Exercise input:
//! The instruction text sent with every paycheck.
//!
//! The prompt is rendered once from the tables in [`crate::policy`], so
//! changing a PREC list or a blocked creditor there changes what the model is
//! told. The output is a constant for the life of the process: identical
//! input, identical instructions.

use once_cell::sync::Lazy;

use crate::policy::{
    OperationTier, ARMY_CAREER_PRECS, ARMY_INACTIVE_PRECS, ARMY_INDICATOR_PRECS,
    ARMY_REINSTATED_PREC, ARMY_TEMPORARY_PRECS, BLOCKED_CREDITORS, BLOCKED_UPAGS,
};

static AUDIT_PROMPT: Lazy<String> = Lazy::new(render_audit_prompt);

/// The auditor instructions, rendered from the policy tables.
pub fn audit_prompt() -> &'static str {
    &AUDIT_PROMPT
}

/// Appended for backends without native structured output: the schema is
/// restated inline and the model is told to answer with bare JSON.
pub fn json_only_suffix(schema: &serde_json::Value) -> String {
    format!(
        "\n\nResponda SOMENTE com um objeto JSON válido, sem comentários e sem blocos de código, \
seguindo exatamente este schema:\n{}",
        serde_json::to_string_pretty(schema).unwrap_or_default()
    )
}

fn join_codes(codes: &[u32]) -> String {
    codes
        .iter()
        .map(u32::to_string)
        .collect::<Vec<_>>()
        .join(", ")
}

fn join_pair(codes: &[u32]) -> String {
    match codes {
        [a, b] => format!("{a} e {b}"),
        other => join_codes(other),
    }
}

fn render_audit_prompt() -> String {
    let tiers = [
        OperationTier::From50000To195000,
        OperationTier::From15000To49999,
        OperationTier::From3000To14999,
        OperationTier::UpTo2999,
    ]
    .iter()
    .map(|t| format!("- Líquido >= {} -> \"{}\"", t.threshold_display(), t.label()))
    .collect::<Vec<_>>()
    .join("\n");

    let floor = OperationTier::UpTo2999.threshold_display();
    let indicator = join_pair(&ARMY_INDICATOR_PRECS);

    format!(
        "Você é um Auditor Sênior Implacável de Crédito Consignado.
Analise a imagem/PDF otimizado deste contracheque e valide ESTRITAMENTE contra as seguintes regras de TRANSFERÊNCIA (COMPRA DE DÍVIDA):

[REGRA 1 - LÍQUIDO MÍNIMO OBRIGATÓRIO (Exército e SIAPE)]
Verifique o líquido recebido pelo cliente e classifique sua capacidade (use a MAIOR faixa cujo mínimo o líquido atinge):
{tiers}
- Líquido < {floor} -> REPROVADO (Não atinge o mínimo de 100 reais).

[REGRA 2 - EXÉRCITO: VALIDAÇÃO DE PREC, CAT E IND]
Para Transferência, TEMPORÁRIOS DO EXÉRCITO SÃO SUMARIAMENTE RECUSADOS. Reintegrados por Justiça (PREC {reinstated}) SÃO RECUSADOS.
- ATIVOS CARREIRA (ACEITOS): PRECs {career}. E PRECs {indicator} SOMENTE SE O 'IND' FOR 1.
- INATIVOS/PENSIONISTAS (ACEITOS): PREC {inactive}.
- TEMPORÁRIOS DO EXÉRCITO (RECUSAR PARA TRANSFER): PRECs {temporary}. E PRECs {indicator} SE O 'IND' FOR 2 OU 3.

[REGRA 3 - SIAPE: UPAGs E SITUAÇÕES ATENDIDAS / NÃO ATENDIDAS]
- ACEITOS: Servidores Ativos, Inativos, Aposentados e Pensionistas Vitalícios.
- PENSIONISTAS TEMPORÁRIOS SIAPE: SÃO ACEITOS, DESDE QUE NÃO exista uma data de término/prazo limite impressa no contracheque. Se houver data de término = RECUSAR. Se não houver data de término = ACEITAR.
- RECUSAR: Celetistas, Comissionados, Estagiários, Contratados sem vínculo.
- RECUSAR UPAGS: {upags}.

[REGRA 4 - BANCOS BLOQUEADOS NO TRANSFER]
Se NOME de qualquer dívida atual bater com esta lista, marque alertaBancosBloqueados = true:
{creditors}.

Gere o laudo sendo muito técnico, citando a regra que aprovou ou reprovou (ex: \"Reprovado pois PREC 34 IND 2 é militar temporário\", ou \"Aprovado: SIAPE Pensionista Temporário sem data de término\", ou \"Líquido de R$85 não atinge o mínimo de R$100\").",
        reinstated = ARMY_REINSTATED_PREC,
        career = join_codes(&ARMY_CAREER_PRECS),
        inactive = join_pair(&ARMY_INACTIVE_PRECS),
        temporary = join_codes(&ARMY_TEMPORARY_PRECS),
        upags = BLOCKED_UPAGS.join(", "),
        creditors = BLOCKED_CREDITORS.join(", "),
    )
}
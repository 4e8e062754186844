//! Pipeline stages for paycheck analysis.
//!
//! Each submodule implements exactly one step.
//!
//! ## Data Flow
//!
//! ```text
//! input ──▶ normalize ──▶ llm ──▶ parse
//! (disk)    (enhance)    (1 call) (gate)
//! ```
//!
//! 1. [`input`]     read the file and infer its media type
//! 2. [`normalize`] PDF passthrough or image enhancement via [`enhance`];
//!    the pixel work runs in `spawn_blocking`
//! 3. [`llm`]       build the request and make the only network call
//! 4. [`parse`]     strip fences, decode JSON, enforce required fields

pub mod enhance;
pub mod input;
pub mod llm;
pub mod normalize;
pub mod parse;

What to work on: Your answer should be the exact lines above from the one with "- Líquido <" through the one with "Para Transferência, TEMPORÁRIOS", both included, and nothing besides.

Answer section:
- Líquido < {floor} -> REPROVADO (Não atinge o mínimo de 100 reais).

[REGRA 2 - EXÉRCITO: VALIDAÇÃO DE PREC, CAT E IND]
Para Transferência, TEMPORÁRIOS DO EXÉRCITO SÃO SUMARIAMENTE RECUSADOS. Reintegrados por Justiça (PREC {reinstated}) SÃO RECUSADOS.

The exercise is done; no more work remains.